- **Exercise requirements**
If a line in the material below has the string "markup", copy it out.

- **Excerpted records**

##########

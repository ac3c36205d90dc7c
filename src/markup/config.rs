//! Configuration types for markup compilation.

use super::drawingml::FONT_SIZE_RANGE_PT;
use super::{DEFAULT_FONT_NAME, DEFAULT_FONT_SIZE_PT, FontState};
use crate::common::{Error, Result};
use serde::{Deserialize, Serialize};

/// Configuration for markup compilation.
///
/// Controls the formatting every paragraph starts from. Options can be built
/// in code or read from YAML.
///
/// # Examples
///
/// ```rust
/// use slidedeck::markup::CompileOptions;
///
/// // Arial 11pt
/// let options = CompileOptions::default();
///
/// // Or customize
/// let options = CompileOptions::new()
///     .with_font_name("Calibri")
///     .with_font_size(14);
///
/// // Or load from YAML
/// let options = CompileOptions::from_yaml_str("font_name: Georgia\nfont_size: 12\n")?;
/// assert_eq!(options.font_size, 12);
/// # Ok::<(), slidedeck::Error>(())
/// ```
#[derive(Debug, Clone, PartialEq, Eq, Serialize, Deserialize)]
#[serde(default, deny_unknown_fields)]
pub struct CompileOptions {
    /// Font family every paragraph starts with
    pub font_name: String,
    /// Font size in points every paragraph starts with
    pub font_size: u32,
}

impl Default for CompileOptions {
    fn default() -> Self {
        Self {
            font_name: DEFAULT_FONT_NAME.to_string(),
            font_size: DEFAULT_FONT_SIZE_PT,
        }
    }
}

impl CompileOptions {
    /// Create `CompileOptions` with default values.
    #[inline]
    pub fn new() -> Self {
        Self::default()
    }

    /// Set the default font family.
    #[inline]
    pub fn with_font_name(mut self, name: impl Into<String>) -> Self {
        self.font_name = name.into();
        self
    }

    /// Set the default font size in points.
    #[inline]
    pub fn with_font_size(mut self, size_pt: u32) -> Self {
        self.font_size = size_pt;
        self
    }

    /// The formatting state a new paragraph starts with.
    pub fn default_font(&self) -> FontState {
        FontState::new(self.font_name.clone(), self.font_size)
    }

    /// Parse options from a YAML document. Missing keys keep their defaults.
    pub fn from_yaml_str(yaml: &str) -> Result<Self> {
        let options: Self = serde_saphyr::from_str(yaml)
            .map_err(|e| Error::Config(format!("Failed to parse compile options: {}", e)))?;
        options.validate()?;
        Ok(options)
    }

    /// Serialize options to YAML.
    pub fn to_yaml(&self) -> Result<String> {
        serde_saphyr::to_string(self)
            .map_err(|e| Error::Config(format!("Failed to serialize compile options: {}", e)))
    }

    /// Check that every paragraph could be rendered with these defaults.
    pub(crate) fn validate(&self) -> Result<()> {
        if self.font_name.trim().is_empty() {
            return Err(Error::Config("font_name must not be empty".to_string()));
        }
        if !FONT_SIZE_RANGE_PT.contains(&self.font_size) {
            return Err(Error::Config(format!(
                "font_size must be within {}..={}pt, got {}",
                FONT_SIZE_RANGE_PT.start(),
                FONT_SIZE_RANGE_PT.end(),
                self.font_size
            )));
        }
        Ok(())
    }
}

##########

- **Response box**
filename src/markup/config.rs
//! Configuration types for markup compilation.
/// Configuration for markup compilation.
/// use slidedeck::markup::CompileOptions;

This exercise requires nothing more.